*WHAT YOU WILL DO*
Please go through the records below and return every line holding the word "filename".

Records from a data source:
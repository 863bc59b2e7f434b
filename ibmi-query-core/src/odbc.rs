//! IBM i access through the system ODBC driver manager.
//!
//! The connection-string helpers are always available; the driver itself
//! requires the `odbc` feature because it links against the driver manager
//! (unixODBC on Linux, the system manager on Windows).

#[cfg(feature = "odbc")]
mod driver;

#[cfg(feature = "odbc")]
pub use driver::As400OdbcDriver;

use crate::config::TARGET_PREFIX;
use crate::credentials::Credentials;

/// ODBC driver name registered by IBM i Access Client Solutions.
pub const DEFAULT_ODBC_DRIVER: &str = "IBM i Access ODBC Driver";

/// Host segment of an `as400` connection target.
///
/// Anything after the first `/`, `;` or `?` is ignored, and an optional
/// `user@` prefix is stripped. `jdbc:as400://` yields an empty host.
pub fn host_of(target: &str) -> &str {
    let rest = target
        .get(..TARGET_PREFIX.len())
        .filter(|prefix| prefix.eq_ignore_ascii_case(TARGET_PREFIX))
        .map_or_else(
            || target.split_once("://").map_or(target, |(_, rest)| rest),
            |_| &target[TARGET_PREFIX.len()..],
        );
    let authority = rest.split(['/', ';', '?']).next().unwrap_or_default();
    authority
        .rsplit_once('@')
        .map_or(authority, |(_, host)| host)
}

/// Quotes an ODBC attribute value when it contains characters that would
/// otherwise end the attribute.
///
/// Values with `;`, `{`, `}`, `=` or surrounding whitespace are wrapped in
/// braces with any `}` doubled.
pub fn escape_attribute(value: &str) -> String {
    let needs_braces = value.contains([';', '{', '}', '='])
        || value.starts_with(char::is_whitespace)
        || value.ends_with(char::is_whitespace);
    if needs_braces {
        format!("{{{}}}", value.replace('}', "}}"))
    } else {
        value.to_string()
    }
}

/// Builds the ODBC connection string for `host`.
///
/// The result contains the password; it must never be logged. Use
/// [`redacted_connection_string`] for diagnostics.
pub fn connection_string(driver_name: &str, host: &str, credentials: &Credentials) -> String {
    format!(
        "Driver={{{}}};System={};UID={};PWD={};",
        driver_name.replace('}', "}}"),
        escape_attribute(host),
        escape_attribute(credentials.user()),
        escape_attribute(credentials.password()),
    )
}

/// Connection string with the password replaced, safe for logs.
pub fn redacted_connection_string(
    driver_name: &str,
    host: &str,
    credentials: &Credentials,
) -> String {
    format!(
        "Driver={{{}}};System={};UID={};PWD=****;",
        driver_name.replace('}', "}}"),
        escape_attribute(host),
        escape_attribute(credentials.user()),
    )
}
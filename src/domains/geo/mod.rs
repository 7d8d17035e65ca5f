pub mod cache;
pub mod distance;
pub mod limiter;
pub mod ports;
pub mod resolver;
pub mod types;

pub use cache::*;
pub use distance::*;
pub use limiter::*;
pub use ports::*;
pub use resolver::*;
pub use types::*;
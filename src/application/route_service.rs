//! Owns the persisted lifecycle of a driver's active route.
//!
//! All mutations for one route are serialized behind a per-route async lock,
//! so concurrent completions/additions/cancellations never interleave partial
//! writes. When the durable store's schema is unavailable the manager
//! downgrades to in-memory shadow routes instead of failing; a write that
//! genuinely fails while the schema is present is a hard error.

use chrono::Utc;
use serde_json::json;
use std::collections::HashMap;
use std::sync::Arc;
use tokio::sync::{Mutex, RwLock};
use tracing::{info, warn};
use uuid::Uuid;

use crate::common::{ApplicationError, ApplicationResult, DomainError};
use crate::config::Config;
use crate::domains::geo::{GeoPoint, GeoResolver};
use crate::domains::routing::optimizer::{OptimizedRoute, RouteOptimizerEngine};
use crate::domains::routing::ports::{DriverLocationFeed, OrderSource, RouteStore};
use crate::domains::routing::route::{
    OptimizationMetrics, PersistentRoute, RouteAction, RouteStatus, RouteStop, StopStatus,
};
use crate::domains::routing::types::{DeliveryStop, Order, VehicleConstraints};

pub struct RouteStateManager {
    store: Arc<dyn RouteStore>,
    orders: Arc<dyn OrderSource>,
    locations: Arc<dyn DriverLocationFeed>,
    resolver: Arc<GeoResolver>,
    engine: Arc<RouteOptimizerEngine>,
    config: Config,
    /// Per-route mutual exclusion for mutating operations.
    locks: Mutex<HashMap<Uuid, Arc<Mutex<()>>>>,
    /// Routes held in memory while the store schema is unavailable.
    shadow: RwLock<HashMap<Uuid, PersistentRoute>>,
}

*TASK RESULT*
filename ibmi-query-core/src/odbc.rs
filename src/domains/geo/mod.rs
filename src/application/route_service.rs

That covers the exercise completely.